Segment Start: Extracted records
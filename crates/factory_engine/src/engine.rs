//! The battle engine: per-turn orchestration.
//!
//! A turn walks a fixed state machine:
//!
//! ```text
//! TurnGenesis        clear per-turn flags, fire OnTurnStart (Quick Claw)
//! PriorityDetermined action priority, effective speed, tie coin-flip
//! ActionsResolving   first actor, then second unless a faint/switch-out
//!                    short-circuits it
//! ActionsResolved    OnTurnEnd items, weather chip, status residuals,
//!                    leech seed, perish countdown, timer ticks
//! TurnTerminus       result sampling
//! ```
//!
//! The orchestrator owns everything effects must not: switching (including
//! Baton Pass state transfer and spikes on entry), Magic Coat reflection,
//! Pursuit interception, Choice locks, PP, and the pre-move action gate
//! (flinch, sleep, freeze, paralysis, confusion).

use tracing::{debug, trace};

use crate::calc::{self, apply_stat_stage, TurnOrder};
use crate::context::{BattleContext, EffectResult};
use crate::effects;
use crate::error::EngineError;
use crate::items::{self, ItemId, TurnEndEvent, TurnStartEvent};
use crate::moves::{get_move_data, Effect, MoveData, MoveFlags, MoveId};
use crate::rng;
use crate::setup::{setup_rental, Rental, RentalSetup};
use crate::species::AbilityId;
use crate::state::{stage, ActiveMon, BattleState, MonState, SlotState, Status, Volatiles, Weather};
use crate::types::Type;

pub const MAX_PARTY_SIZE: usize = 6;

/// One action per side per turn.
#[derive(Debug, Clone, Copy, PartialEq, Eq)]
pub enum BattleAction {
    /// Use the move in slot 0-3.
    Move { index: u8 },
    /// Switch to the party member at 0-5.
    Switch { party_index: u8 },
    /// Flee. Always rejected in factory battles.
    Run,
}

impl BattleAction {
    pub const fn use_move(index: u8) -> Self {
        BattleAction::Move { index }
    }

    pub const fn switch_to(party_index: u8) -> Self {
        BattleAction::Switch { party_index }
    }
}

#[derive(Debug, Clone, Copy, PartialEq, Eq)]
#[repr(u8)]
pub enum BattleResult {
    P1Wins = 0,
    P2Wins = 1,
    Ongoing = 0xFF,
}

/// A party member's persistent record. The arena's `MonState` is
/// authoritative while the member is active; it is synced back here on
/// switch-out.
#[derive(Debug, Clone, Copy)]
struct PartyMember {
    setup: RentalSetup,
    moves: [MoveId; 4],
    held_item: ItemId,
}

#[derive(Debug, Clone)]
struct Party {
    members: Vec<PartyMember>,
    /// Index of the member currently in the battle slot.
    active: usize,
}

impl Party {
    fn from_rentals(rentals: &[Rental], level: u8) -> Result<Party, EngineError> {
        if rentals.is_empty() || rentals.len() > MAX_PARTY_SIZE {
            return Err(EngineError::InvalidTeamSize(rentals.len()));
        }
        let members = rentals
            .iter()
            .map(|rental| PartyMember {
                setup: setup_rental(rental, level),
                moves: rental.moves,
                held_item: rental.held_item,
            })
            .collect();
        Ok(Party { members, active: 0 })
    }
}

pub struct BattleEngine {
    state: BattleState,
    parties: [Party; 2],
    last_results: [EffectResult; 2],
    choice_lock: [Option<MoveId>; 2],
    turn: u16,
}
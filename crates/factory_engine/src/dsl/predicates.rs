//! Branch predicates: plain read-only inspectors of the battle context.

use crate::context::BattleContext;
use crate::state::Weather;

pub type Predicate = fn(&BattleContext<'_>) -> bool;

pub mod when {
    use super::*;

    /// Default-branch predicate.
    pub fn always(_: &BattleContext<'_>) -> bool {
        true
    }

    pub fn in_sun(ctx: &BattleContext<'_>) -> bool {
        ctx.field().weather == Weather::Sun
    }

    pub fn in_rain(ctx: &BattleContext<'_>) -> bool {
        ctx.field().weather == Weather::Rain
    }

    pub fn in_sandstorm(ctx: &BattleContext<'_>) -> bool {
        ctx.field().weather == Weather::Sandstorm
    }

    pub fn in_hail(ctx: &BattleContext<'_>) -> bool {
        ctx.field().weather == Weather::Hail
    }

    pub fn no_weather(ctx: &BattleContext<'_>) -> bool {
        ctx.field().weather == Weather::None
    }

    pub fn move_hit(ctx: &BattleContext<'_>) -> bool {
        !ctx.result.missed
    }

    pub fn move_missed(ctx: &BattleContext<'_>) -> bool {
        ctx.result.missed
    }

    pub fn target_alive(ctx: &BattleContext<'_>) -> bool {
        ctx.defender_mon().is_alive()
    }

    pub fn target_fainted(ctx: &BattleContext<'_>) -> bool {
        ctx.defender_mon().is_fainted()
    }

    pub fn is_charging(ctx: &BattleContext<'_>) -> bool {
        ctx.attacker_slot().charging_move.is_some()
    }

    pub fn not_charging(ctx: &BattleContext<'_>) -> bool {
        ctx.attacker_slot().charging_move.is_none()
    }

    /// Multi-strike continuation: the move connected and the target stands.
    pub fn strike_continues(ctx: &BattleContext<'_>) -> bool {
        move_hit(ctx) && target_alive(ctx)
    }
}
Segment End: Extracted records
▸ **What you should do**
The lines above should be printed again, exactly as they are.

▸ **Your solution**
filename crates/factory_engine/src/engine.rs
//! The battle engine: per-turn orchestration.
//!
//! A turn walks a fixed state machine:
//!
//! ```text
//! TurnGenesis        clear per-turn flags, fire OnTurnStart (Quick Claw)
//! PriorityDetermined action priority, effective speed, tie coin-flip
//! ActionsResolving   first actor, then second unless a faint/switch-out
//!                    short-circuits it
//! ActionsResolved    OnTurnEnd items, weather chip, status residuals,
//!                    leech seed, perish countdown, timer ticks
//! TurnTerminus       result sampling
//! ```
//!
//! The orchestrator owns everything effects must not: switching (including
//! Baton Pass state transfer and spikes on entry), Magic Coat reflection,
//! Pursuit interception, Choice locks, PP, and the pre-move action gate
//! (flinch, sleep, freeze, paralysis, confusion).

use tracing::{debug, trace};

use crate::calc::{self, apply_stat_stage, TurnOrder};
use crate::context::{BattleContext, EffectResult};
use crate::effects;
use crate::error::EngineError;
use crate::items::{self, ItemId, TurnEndEvent, TurnStartEvent};
use crate::moves::{get_move_data, Effect, MoveData, MoveFlags, MoveId};
use crate::rng;
use crate::setup::{setup_rental, Rental, RentalSetup};
use crate::species::AbilityId;
use crate::state::{stage, ActiveMon, BattleState, MonState, SlotState, Status, Volatiles, Weather};
use crate::types::Type;

pub const MAX_PARTY_SIZE: usize = 6;

/// One action per side per turn.
#[derive(Debug, Clone, Copy, PartialEq, Eq)]
pub enum BattleAction {
    /// Use the move in slot 0-3.
    Move { index: u8 },
    /// Switch to the party member at 0-5.
    Switch { party_index: u8 },
    /// Flee. Always rejected in factory battles.
    Run,
}

impl BattleAction {
    pub const fn use_move(index: u8) -> Self {
        BattleAction::Move { index }
    }

    pub const fn switch_to(party_index: u8) -> Self {
        BattleAction::Switch { party_index }
    }
}

#[derive(Debug, Clone, Copy, PartialEq, Eq)]
#[repr(u8)]
pub enum BattleResult {
    P1Wins = 0,
    P2Wins = 1,
    Ongoing = 0xFF,
}

/// A party member's persistent record. The arena's `MonState` is
/// authoritative while the member is active; it is synced back here on
/// switch-out.
#[derive(Debug, Clone, Copy)]
struct PartyMember {
    setup: RentalSetup,
    moves: [MoveId; 4],
    held_item: ItemId,
}

#[derive(Debug, Clone)]
struct Party {
    members: Vec<PartyMember>,
    /// Index of the member currently in the battle slot.
    active: usize,
}

impl Party {
    fn from_rentals(rentals: &[Rental], level: u8) -> Result<Party, EngineError> {
        if rentals.is_empty() || rentals.len() > MAX_PARTY_SIZE {
            return Err(EngineError::InvalidTeamSize(rentals.len()));
        }
        let members = rentals
            .iter()
            .map(|rental| PartyMember {
                setup: setup_rental(rental, level),
                moves: rental.moves,
                held_item: rental.held_item,
            })
            .collect();
        Ok(Party { members, active: 0 })
    }
}

pub struct BattleEngine {
    state: BattleState,
    parties: [Party; 2],
    last_results: [EffectResult; 2],
    choice_lock: [Option<MoveId>; 2],
    turn: u16,
}
filename crates/factory_engine/src/dsl/predicates.rs
//! Branch predicates: plain read-only inspectors of the battle context.

use crate::context::BattleContext;
use crate::state::Weather;

pub type Predicate = fn(&BattleContext<'_>) -> bool;

pub mod when {
    use super::*;

    /// Default-branch predicate.
    pub fn always(_: &BattleContext<'_>) -> bool {
        true
    }

    pub fn in_sun(ctx: &BattleContext<'_>) -> bool {
        ctx.field().weather == Weather::Sun
    }

    pub fn in_rain(ctx: &BattleContext<'_>) -> bool {
        ctx.field().weather == Weather::Rain
    }

    pub fn in_sandstorm(ctx: &BattleContext<'_>) -> bool {
        ctx.field().weather == Weather::Sandstorm
    }

    pub fn in_hail(ctx: &BattleContext<'_>) -> bool {
        ctx.field().weather == Weather::Hail
    }

    pub fn no_weather(ctx: &BattleContext<'_>) -> bool {
        ctx.field().weather == Weather::None
    }

    pub fn move_hit(ctx: &BattleContext<'_>) -> bool {
        !ctx.result.missed
    }

    pub fn move_missed(ctx: &BattleContext<'_>) -> bool {
        ctx.result.missed
    }

    pub fn target_alive(ctx: &BattleContext<'_>) -> bool {
        ctx.defender_mon().is_alive()
    }

    pub fn target_fainted(ctx: &BattleContext<'_>) -> bool {
        ctx.defender_mon().is_fainted()
    }

    pub fn is_charging(ctx: &BattleContext<'_>) -> bool {
        ctx.attacker_slot().charging_move.is_some()
    }

    pub fn not_charging(ctx: &BattleContext<'_>) -> bool {
        ctx.attacker_slot().charging_move.is_none()
    }

    /// Multi-strike continuation: the move connected and the target stands.
    pub fn strike_continues(ctx: &BattleContext<'_>) -> bool {
        move_hit(ctx) && target_alive(ctx)
    }
}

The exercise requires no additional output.